(Beginning of Input material)

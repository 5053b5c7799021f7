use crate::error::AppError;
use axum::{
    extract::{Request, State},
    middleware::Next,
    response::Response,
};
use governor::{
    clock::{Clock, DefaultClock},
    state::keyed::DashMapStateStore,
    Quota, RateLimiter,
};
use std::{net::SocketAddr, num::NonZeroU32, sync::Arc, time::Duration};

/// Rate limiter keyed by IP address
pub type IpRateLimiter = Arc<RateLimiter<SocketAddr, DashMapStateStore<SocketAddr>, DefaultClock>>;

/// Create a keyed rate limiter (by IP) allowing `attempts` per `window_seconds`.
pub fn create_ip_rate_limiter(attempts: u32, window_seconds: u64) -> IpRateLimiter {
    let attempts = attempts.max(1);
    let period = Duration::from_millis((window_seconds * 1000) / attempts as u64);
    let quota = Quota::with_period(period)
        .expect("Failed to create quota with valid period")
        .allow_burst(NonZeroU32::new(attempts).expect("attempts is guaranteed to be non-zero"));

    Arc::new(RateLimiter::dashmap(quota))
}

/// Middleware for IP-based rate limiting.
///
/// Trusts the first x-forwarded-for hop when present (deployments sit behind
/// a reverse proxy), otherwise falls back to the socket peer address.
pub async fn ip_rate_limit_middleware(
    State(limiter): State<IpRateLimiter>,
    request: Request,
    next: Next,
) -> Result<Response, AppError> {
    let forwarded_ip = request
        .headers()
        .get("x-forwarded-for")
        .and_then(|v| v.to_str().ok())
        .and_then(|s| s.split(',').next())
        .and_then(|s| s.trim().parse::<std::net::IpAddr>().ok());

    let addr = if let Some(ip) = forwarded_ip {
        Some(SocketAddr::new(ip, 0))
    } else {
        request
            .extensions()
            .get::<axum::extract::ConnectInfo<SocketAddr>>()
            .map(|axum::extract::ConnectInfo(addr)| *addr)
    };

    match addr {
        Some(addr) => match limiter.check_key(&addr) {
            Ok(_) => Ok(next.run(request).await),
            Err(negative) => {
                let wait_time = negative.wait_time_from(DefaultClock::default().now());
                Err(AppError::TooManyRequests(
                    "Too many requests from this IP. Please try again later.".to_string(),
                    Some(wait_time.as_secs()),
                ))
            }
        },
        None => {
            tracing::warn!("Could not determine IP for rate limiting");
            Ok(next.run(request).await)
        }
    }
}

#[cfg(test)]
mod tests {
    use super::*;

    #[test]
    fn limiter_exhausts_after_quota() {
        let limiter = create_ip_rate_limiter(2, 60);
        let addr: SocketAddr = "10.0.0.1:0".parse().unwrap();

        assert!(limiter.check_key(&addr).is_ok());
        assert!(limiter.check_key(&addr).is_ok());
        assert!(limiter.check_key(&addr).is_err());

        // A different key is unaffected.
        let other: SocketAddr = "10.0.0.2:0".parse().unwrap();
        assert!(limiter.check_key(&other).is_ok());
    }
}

(End of Input material)
(Beginning of Input material)

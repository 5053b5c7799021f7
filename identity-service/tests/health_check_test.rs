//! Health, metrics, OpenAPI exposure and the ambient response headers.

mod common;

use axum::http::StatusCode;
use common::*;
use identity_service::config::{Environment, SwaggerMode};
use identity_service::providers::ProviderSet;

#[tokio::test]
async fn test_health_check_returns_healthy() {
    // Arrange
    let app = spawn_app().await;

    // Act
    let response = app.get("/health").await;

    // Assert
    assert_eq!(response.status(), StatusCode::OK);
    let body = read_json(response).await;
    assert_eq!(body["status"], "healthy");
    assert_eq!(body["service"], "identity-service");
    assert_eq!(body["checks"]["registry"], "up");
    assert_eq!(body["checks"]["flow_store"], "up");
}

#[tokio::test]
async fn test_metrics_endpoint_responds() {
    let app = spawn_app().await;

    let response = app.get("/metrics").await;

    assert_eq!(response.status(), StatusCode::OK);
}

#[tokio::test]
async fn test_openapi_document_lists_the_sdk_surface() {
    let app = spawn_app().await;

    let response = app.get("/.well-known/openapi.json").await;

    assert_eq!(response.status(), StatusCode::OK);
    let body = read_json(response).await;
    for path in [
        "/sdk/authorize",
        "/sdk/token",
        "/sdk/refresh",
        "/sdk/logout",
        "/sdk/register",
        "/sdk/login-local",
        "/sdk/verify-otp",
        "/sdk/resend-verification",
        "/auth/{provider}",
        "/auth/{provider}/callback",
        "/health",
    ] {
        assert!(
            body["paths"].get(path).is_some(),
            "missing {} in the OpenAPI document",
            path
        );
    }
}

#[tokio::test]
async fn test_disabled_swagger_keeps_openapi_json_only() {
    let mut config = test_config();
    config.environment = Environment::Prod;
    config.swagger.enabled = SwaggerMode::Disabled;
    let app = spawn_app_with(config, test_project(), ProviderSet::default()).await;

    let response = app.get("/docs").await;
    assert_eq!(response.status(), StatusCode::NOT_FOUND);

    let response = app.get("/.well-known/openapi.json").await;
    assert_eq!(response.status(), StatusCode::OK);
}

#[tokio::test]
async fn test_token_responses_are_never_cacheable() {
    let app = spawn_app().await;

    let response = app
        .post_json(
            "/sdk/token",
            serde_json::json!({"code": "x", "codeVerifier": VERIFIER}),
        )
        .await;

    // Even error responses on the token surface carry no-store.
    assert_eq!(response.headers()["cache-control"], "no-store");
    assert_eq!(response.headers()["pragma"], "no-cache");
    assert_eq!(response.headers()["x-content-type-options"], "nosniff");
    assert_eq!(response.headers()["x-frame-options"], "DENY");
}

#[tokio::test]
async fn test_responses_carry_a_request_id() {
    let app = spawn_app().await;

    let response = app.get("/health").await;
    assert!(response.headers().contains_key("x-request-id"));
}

(End of Input material)

Work item
What lines in the listing above hold the string "attempts"? List them.

Solved exercise
/// Create a keyed rate limiter (by IP) allowing `attempts` per `window_seconds`.
pub fn create_ip_rate_limiter(attempts: u32, window_seconds: u64) -> IpRateLimiter {
    let attempts = attempts.max(1);
    let period = Duration::from_millis((window_seconds * 1000) / attempts as u64);
        .allow_burst(NonZeroU32::new(attempts).expect("attempts is guaranteed to be non-zero"));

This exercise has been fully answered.